Adam taciz, istismar ya da cinayet zanlısı ama ‘iyi hal’ indirimi alıyor…
Ne demek; ‘iyi
hal’…
Bu halin iyiliği nerede? Bir kravat mıdır, iyi
halin simgesi…
Bu
arada dün sosyal medya hesaplarından çok sayıda paylaşım yapıldı. Adım da
eklenerek yapılan paylaşımlarda Antalya Döşemealtı Cezaevi’nde kadın
koğuşlarında erkek gardiyanların arama yaptığı iddiası yeraldı…

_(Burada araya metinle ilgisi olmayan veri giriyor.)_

/// Pooled standard deviation of two samples with equal weight
pub fn pooled_std_dev(baseline: &MetricSample, current: &MetricSample) -> f64 {
    ((baseline.std_dev.powi(2) + current.std_dev.powi(2)) / 2.0).sqrt()
}

/// Cohen's d using the absolute mean difference
pub fn effect_size(baseline: &MetricSample, current: &MetricSample) -> f64 {
    safe_ratio(
        (current.mean - baseline.mean).abs(),
        pooled_std_dev(baseline, current),
    )
}

/// Coarse p-value proxy bucketed by effect size.
///
/// Not a statistical test: the engine only stores summaries, so this maps
/// effect-size buckets onto conventional significance levels to give callers
/// an informational confidence indicator.
pub fn approximate_p_value(effect_size: f64) -> f64 {
    match effect_size {
        d if d >= 2.0 => 0.001,
        d if d >= 1.5 => 0.01,
        d if d >= 1.0 => 0.05,
        d if d >= 0.5 => 0.1,
        _ => 0.5,
    }
}

/// 95% confidence interval of a sample mean
pub fn confidence_interval(sample: &MetricSample) -> ConfidenceInterval {
    let n = sample.sample_size.max(1) as f64;
    let margin = Z_95 * sample.std_dev / n.sqrt();
    ConfidenceInterval {
        lower: sample.mean - margin,
        upper: sample.mean + margin,
    }
}

/// Map an absolute change (in percent or points) onto a severity band
pub fn classify(magnitude: f64, thresholds: &SeverityThresholds) -> Severity {
    if magnitude >= thresholds.critical {
        Severity::Critical
    } else if magnitude >= thresholds.warning {
        Severity::Warning
    } else {
        Severity::Normal
    }
}

/// Compare one metric distribution against its baseline
pub fn compare_metric(
    metric: &str,
    category: MetricCategory,
    baseline: &MetricSample,
    current: &MetricSample,
    thresholds: &SeverityThresholds,
) -> MetricComparison {
    let change = percentage_change(baseline.mean, current.mean);
    let d = effect_size(baseline, current);
    let magnitude = change.abs();

    MetricComparison {
        metric: metric.to_string(),
        category,
        baseline_mean: baseline.mean,
        current_mean: current.mean,
        percentage_change: change,
        pooled_std_dev: pooled_std_dev(baseline, current),
        effect_size: d,
        approximate_p_value: approximate_p_value(d),
        baseline_interval: confidence_interval(baseline),
        current_interval: confidence_interval(current),
        is_significant: magnitude >= thresholds.warning && d >= MIN_EFFECT_SIZE,
        severity: classify(magnitude, thresholds),
    }
}

/// Compare success rates; thresholds are expressed in percentage points
pub fn compare_reliability(
    baseline: &Statistics,
    current: &Statistics,
    thresholds: &SeverityThresholds,
) -> ReliabilityComparison {
    let change = current.success_rate - baseline.success_rate;
    let points = change.abs() * 100.0;

    ReliabilityComparison {
        baseline_success_rate: baseline.success_rate,
        current_success_rate: current.success_rate,
        success_rate_change: change,
        error_rate_change: current.error_rate - baseline.error_rate,
        is_significant: points >= thresholds.warning,
        severity: classify(points, thresholds),
    }
}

Ayrıca video görüntüleri de paylaşıldı…
Sanıyorum bu konuda yetkililer ve ilgiller
gereğini yapacaktır…
Daha
önce İnsan Hakları Komisyonu’nda görev yaptığım Valilik Komisyonumuzun da
gereğini yapacağını düşünüyorum…
İnsan,
haklarıyla vardır. Herkes birbirinin hakkına saygılı olmak ve özgürlüğünden
yoksun kalmış insanların, haklarını korumak zorundadır…
Sayın Valimiz Münir Karaloğlu’nun hassasiyet
göstereceğine inanarak, hakların ihlal edilmediği günler diliyorum…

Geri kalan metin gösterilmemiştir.